Slice, a heavy weight street fighter, has supposedly been turned legit MMA fighter over night under the tutelage of Bas Rutten. Prior to the Petruzelli fight he had only fought tomato cans and over the hill legends. Shamrock was supposed to be at least a minor test for him on the ground. What he got out of Petruzelli was a rude awakening. A young guy with some technical skill, power and an unjaded hunger fighters from the old folks home can't muster. He dropped Slice in 14 seconds post opening bell. It was embarrassing, by the time Slice came to he was trying to double leg the referee and Petruzelli was celebrating on the other side of the cage.

While it was nice to see Slice get a slice of reality (Oh man that was bad), it was scary to think about the virgin MMA viewer mistaking this as the premiere offering from the sport. The CBS contract Elite XC scored means all kinds of fresh eyes are watching MMA now. Are they being introduced to the right kind of MMA though? It is like giving someone who has never had a steak a plate full of fat and gristle. It is not just the main events that are minor league, Jake Shields won his fight with a telegraphed arm bar that took near 10 seconds of squating to set up. The show is far less technical and just plain sloppy to be honest.

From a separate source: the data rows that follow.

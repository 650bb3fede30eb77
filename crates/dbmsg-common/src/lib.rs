//! # dbmsg Common
//!
//! Shared types, error handling and logging setup for the dbmsg workspace.
//!
//! This crate provides the foundational pieces used by every other crate:
//! the [`DbMsgError`] taxonomy, the [`CacheDuration`] policy type and
//! `tracing` subscriber initialisation.

#![warn(missing_docs)]
#![warn(clippy::all)]
#![warn(clippy::pedantic)]
#![warn(clippy::nursery)]
#![allow(clippy::module_name_repetitions)]

pub mod error;
pub mod logging;
pub mod types;
pub mod utils;

#[cfg(any(test, feature = "testing"))]
pub mod test_utils;

pub use error::{DbMsgError, Result};
pub use logging::{init_default_logging, init_dev_logging, init_logging, LoggingConfig};
pub use types::*;
pub use utils::*;
//! Shared string helpers.

/// Splits a comma-delimited list, trimming whitespace and dropping empty items.
pub fn comma_delimited_list(input: &str) -> Vec<String> {
    input
        .split(',')
        .map(str::trim)
        .filter(|s| !s.is_empty())
        .map(ToString::to_string)
        .collect()
}

/// Counts how many times `ch` appears in `input`.
pub fn count_matches(input: &str, ch: char) -> usize {
    input.chars().filter(|c| *c == ch).count()
}

/// Renders one locale part of a composed bundle name.
///
/// Blank parts are not treated as empty: a part is either empty or a real
/// value, and anything else must stay visible as a data problem.
pub fn name_part(part: &str) -> String {
    if part.is_empty() {
        String::new()
    } else {
        format!("_{part}")
    }
}
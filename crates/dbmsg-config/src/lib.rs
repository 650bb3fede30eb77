//! # dbmsg Config
//!
//! Type-safe configuration for the database-backed message source.
//!
//! This crate provides the YAML schema, defaults, validation and loading
//! with environment variable overrides.

#![warn(missing_docs)]
#![warn(clippy::all)]
#![warn(clippy::pedantic)]
#![warn(clippy::nursery)]
#![allow(clippy::module_name_repetitions)]

pub mod defaults;
pub mod loader;
pub mod schema;
pub mod validation;

pub use loader::*;
pub use schema::*;
pub use validation::*;
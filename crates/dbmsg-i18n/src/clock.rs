//! Time sources for load timestamps and TTL checks

use std::sync::atomic::{AtomicI64, Ordering};
use std::sync::Arc;

/// Source of epoch-millisecond timestamps.
pub trait Clock: Send + Sync {
    /// Current time in epoch milliseconds.
    fn now_millis(&self) -> i64;
}

/// Wall clock backed by `chrono`.
#[derive(Debug, Default, Clone, Copy)]
pub struct SystemClock;

impl Clock for SystemClock {
    fn now_millis(&self) -> i64 {
        chrono::Utc::now().timestamp_millis()
    }
}

/// A clock that only moves when told to.
#[derive(Debug, Default)]
pub struct ManualClock {
    now: AtomicI64,
}

impl ManualClock {
    /// Create a clock reading `start`
    pub const fn new(start: i64) -> Self {
        Self {
            now: AtomicI64::new(start),
        }
    }

    /// Jump to an absolute time
    pub fn set(&self, now: i64) {
        self.now.store(now, Ordering::SeqCst);
    }

    /// Move forward by `millis`
    pub fn advance(&self, millis: i64) {
        self.now.fetch_add(millis, Ordering::SeqCst);
    }
}

impl Clock for ManualClock {
    fn now_millis(&self) -> i64 {
        self.now.load(Ordering::SeqCst)
    }
}

impl<T: Clock + ?Sized> Clock for Arc<T> {
    fn now_millis(&self) -> i64 {
        (**self).now_millis()
    }
}
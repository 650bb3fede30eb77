//! Main entry point for the dbmsg command-line tool.

use anyhow::{anyhow, Result};
use clap::Parser;
use dbmsg_cli::{App, Cli};
use dbmsg_common::init_logging;
use dbmsg_config::{Config, ConfigLoader};
use std::io;
use tracing::{debug, error};

fn main() {
    let cli = Cli::parse();

    if let Err(e) = run(cli) {
        error!("{e:#}");
        eprintln!("error: {e:#}");
        std::process::exit(1);
    }
}

fn run(cli: Cli) -> Result<()> {
    let config = load_config(&cli)?;

    init_logging(config.logging.clone())
        .map_err(|e| anyhow!("Failed to initialize logging: {e}"))?;
    debug!(store = %config.store.path, basenames = %config.messages.basename, "Configuration loaded");

    let app = App::open(config)?;
    let stdout = io::stdout();
    app.run(&cli.command, &mut stdout.lock())
}

fn load_config(cli: &Cli) -> Result<Config> {
    let mut config = match &cli.config {
        Some(path) => ConfigLoader::load_from_file(path)?,
        None => ConfigLoader::load()?,
    };

    if let Some(store) = &cli.store {
        config.store.path.clone_from(store);
    }
    if cli.verbose {
        config.logging.level = "debug".to_string();
    }

    Ok(config)
}
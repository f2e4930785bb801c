//! Loader configuration
//!
//! Parsed from TOML; every field has a default so an empty file is valid.
//!
//! ```toml
//! asset_dir = "assets"
//! texture_dir = "textures"
//! max_asset_bytes = 67108864
//! load_metadata = true
//! ```

use std::path::{Path, PathBuf};

use serde::Deserialize;

use crate::LoadError;
use crate::formats::{MESH_EXT, META_EXT};

#[derive(Debug, Clone, PartialEq, Eq, Deserialize)]
#[serde(default, deny_unknown_fields)]
pub struct LoaderConfig {
    /// Root under which every asset has its own directory
    pub asset_dir: PathBuf,
    /// Texture directory inside an asset's directory
    pub texture_dir: String,
    /// Largest `.mesh` file the loader will decode
    pub max_asset_bytes: Option<u64>,
    /// Read the companion `.meta` file when present
    pub load_metadata: bool,
}

impl Default for LoaderConfig {
    fn default() -> Self {
        Self {
            asset_dir: PathBuf::from("assets"),
            texture_dir: "textures".to_string(),
            max_asset_bytes: None,
            load_metadata: true,
        }
    }
}

impl LoaderConfig {
    pub fn from_toml_str(s: &str) -> Result<Self, LoadError> {
        Ok(toml::from_str(s)?)
    }

    pub fn load(path: &Path) -> Result<Self, LoadError> {
        let text = std::fs::read_to_string(path).map_err(|source| LoadError::Open {
            path: path.to_path_buf(),
            source,
        })?;
        Self::from_toml_str(&text)
    }

    /// Directory holding one asset's files: `<asset_dir>/<name>`
    pub fn asset_path(&self, name: &str) -> PathBuf {
        self.asset_dir.join(name)
    }

    /// `<asset_dir>/<name>/<name>.mesh`
    pub fn mesh_path(&self, name: &str) -> PathBuf {
        self.asset_path(name).join(format!("{name}.{MESH_EXT}"))
    }

    /// `<asset_dir>/<name>/<name>.meta`
    pub fn meta_path(&self, name: &str) -> PathBuf {
        self.asset_path(name).join(format!("{name}.{META_EXT}"))
    }

    /// `<asset_dir>/<name>/<texture_dir>`
    pub fn texture_path(&self, name: &str) -> PathBuf {
        self.asset_path(name).join(&self.texture_dir)
    }
}
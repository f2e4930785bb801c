//! Capabilities the loader borrows from the rendering side.
//!
//! Shader lookup, texture loading and buffer creation are not part of the
//! format. The loader receives them as trait objects so it can run without a
//! GPU or a process-wide shader registry.

use std::path::Path;

use crate::formats::MeshRecord;

/// Everything a material lookup needs for one mesh
#[derive(Debug, Clone, Copy, PartialEq, Eq)]
pub struct MaterialRequest<'a> {
    /// Shader name from the stream (already defaulted)
    pub shader: &'a str,
    /// Texture directory of the asset
    pub directory: &'a Path,
    /// Mesh name, used as the texture base name
    pub name: &'a str,
}

/// Resolves materials for decoded meshes
pub trait MaterialResolver {
    type Material;
    type Error: std::fmt::Display;

    /// Full material: shader plus textures
    fn resolve(&mut self, request: &MaterialRequest<'_>) -> Result<Self::Material, Self::Error>;

    /// Bare, textureless material for a shader, used when `resolve` fails.
    ///
    /// `None` when the shader itself is unknown.
    fn fallback(&mut self, _shader: &str) -> Option<Self::Material> {
        None
    }
}

/// Creates device buffers for a fully parsed mesh.
///
/// Allocation failures are the uploader's concern; the loader neither
/// retries nor inspects them.
pub trait GpuUploader {
    type Buffers;

    fn upload(&mut self, mesh: &MeshRecord) -> Self::Buffers;
}

/// No-op collaborator for tooling and tests: every material resolves to the
/// shader name, no buffers are created.
#[derive(Debug, Clone, Copy, Default)]
pub struct Headless;

impl MaterialResolver for Headless {
    type Material = String;
    type Error = std::convert::Infallible;

    fn resolve(&mut self, request: &MaterialRequest<'_>) -> Result<String, Self::Error> {
        Ok(request.shader.to_string())
    }
}

impl GpuUploader for Headless {
    type Buffers = ();

    fn upload(&mut self, _mesh: &MeshRecord) {}
}
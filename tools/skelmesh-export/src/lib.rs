//! skelmesh-export library
//!
//! Turns an imported scene graph into a `.mesh` model asset:
//! - [`import`] - glTF/GLB loading into the [`scene`] arena
//! - [`skeleton`] - bone hierarchy flattening
//! - [`weights`] - influence slot assignment
//! - [`mesh`] - per-mesh conversion and scene traversal
//! - [`formats`] - stream and file writers

pub mod formats;
pub mod import;
pub mod mesh;
pub mod scene;
pub mod skeleton;
pub mod weights;

use std::path::Path;

use anyhow::Result;
use skelmesh_common::ModelAsset;

pub use import::{IMPORT_ROOT, import_gltf};
pub use mesh::{ExportOptions, convert_scene};
pub use scene::{NodeId, Scene, SceneBone, SceneMesh, SceneNode, VertexWeight};
pub use skeleton::BoneFlattener;
pub use weights::{WeightStats, assign_skin_weights};

/// Import a scene file and convert it to an in-memory model asset
pub fn export_to_memory(input: &Path, options: &ExportOptions) -> Result<ModelAsset> {
    let scene = import_gltf(input)?;
    convert_scene(&scene, options)
}
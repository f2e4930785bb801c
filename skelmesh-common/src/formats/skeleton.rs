//! Flat bone table of one mesh.
//!
//! Bones are identified by position only. Parent links are indices into the
//! same table, which keeps the skeleton relocatable as a plain array.

use hashbrown::HashMap;

use super::BoneRecord;
use crate::FormatError;

/// Ordered bone table of one mesh
#[derive(Debug, Clone, PartialEq, Default)]
pub struct Skeleton {
    bones: Vec<BoneRecord>,
}

impl Skeleton {
    pub fn new(bones: Vec<BoneRecord>) -> Self {
        Self { bones }
    }

    pub fn bones(&self) -> &[BoneRecord] {
        &self.bones
    }

    pub fn into_bones(self) -> Vec<BoneRecord> {
        self.bones
    }

    pub fn len(&self) -> usize {
        self.bones.len()
    }

    pub fn is_empty(&self) -> bool {
        self.bones.is_empty()
    }

    pub fn get(&self, index: u32) -> Option<&BoneRecord> {
        self.bones.get(index as usize)
    }

    pub fn parent_of(&self, index: u32) -> Option<u32> {
        self.get(index).and_then(|b| b.parent)
    }

    /// Index of the first bone with this name
    pub fn index_of(&self, name: &str) -> Option<u32> {
        self.bones
            .iter()
            .position(|b| b.name == name)
            .map(|i| i as u32)
    }

    /// Name -> flat index map (first occurrence wins)
    pub fn name_index(&self) -> HashMap<&str, u32> {
        let mut map = HashMap::with_capacity(self.bones.len());
        for (i, bone) in self.bones.iter().enumerate() {
            map.entry(bone.name.as_str()).or_insert(i as u32);
        }
        map
    }

    /// Bones parented directly at the mesh root
    pub fn roots(&self) -> impl Iterator<Item = u32> + '_ {
        self.bones
            .iter()
            .enumerate()
            .filter(|(_, b)| b.parent.is_none())
            .map(|(i, _)| i as u32)
    }

    /// Parent chain of a bone, nearest first.
    ///
    /// Bounded by the bone count so a malformed table cannot loop forever.
    pub fn ancestors(&self, index: u32) -> impl Iterator<Item = u32> + '_ {
        let mut current = self.parent_of(index);
        let mut remaining = self.bones.len();
        std::iter::from_fn(move || {
            if remaining == 0 {
                return None;
            }
            remaining -= 1;
            let here = current?;
            current = self.parent_of(here);
            Some(here)
        })
    }

    /// Check parent closure: every parent index is in range and every parent
    /// chain reaches a root.
    ///
    /// Linear in the bone count: each bone is walked at most once.
    pub fn validate(&self, mesh: &str) -> Result<(), FormatError> {
        let count = self.bones.len();

        for (i, bone) in self.bones.iter().enumerate() {
            if let Some(parent) = bone.parent.filter(|&p| p as usize >= count) {
                return Err(FormatError::InvalidParentIndex {
                    mesh: mesh.to_string(),
                    bone: i as u32,
                    parent: parent as i32,
                    bone_count: count as u32,
                });
            }
        }

        let mut marks = vec![Mark::Unvisited; count];
        let mut path = Vec::new();
        for start in 0..count {
            let mut current = Some(start);
            while let Some(i) = current {
                match marks[i] {
                    Mark::Done => break,
                    Mark::InProgress => {
                        return Err(FormatError::CyclicBoneHierarchy {
                            mesh: mesh.to_string(),
                            bone: i as u32,
                        });
                    }
                    Mark::Unvisited => {
                        marks[i] = Mark::InProgress;
                        path.push(i);
                        current = self.bones[i].parent.map(|p| p as usize);
                    }
                }
            }
            for i in path.drain(..) {
                marks[i] = Mark::Done;
            }
        }

        Ok(())
    }
}

#[derive(Debug, Clone, Copy, PartialEq, Eq)]
enum Mark {
    Unvisited,
    InProgress,
    Done,
}

impl From<Vec<BoneRecord>> for Skeleton {
    fn from(bones: Vec<BoneRecord>) -> Self {
        Self::new(bones)
    }
}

At the end of the day the UFC, WEC and maybe Affliction seem to be the only legit games in town. If they plan to grow outside of their current markets, which they are doing slowly, they may need to land more high profile TV contracts. Sure the WEC has Versus and the UFC has Spike, but a network deal would mean a big boost in viewership. I'd like to ultimately see a sustained model that did not include any pay-per-view events. One because I hate paying for them and two because new fans won't know the difference otherwise. It is that or the unwashed masses can keep thinking Taco Bell is authentic Mexican food and I'll keep palming my face.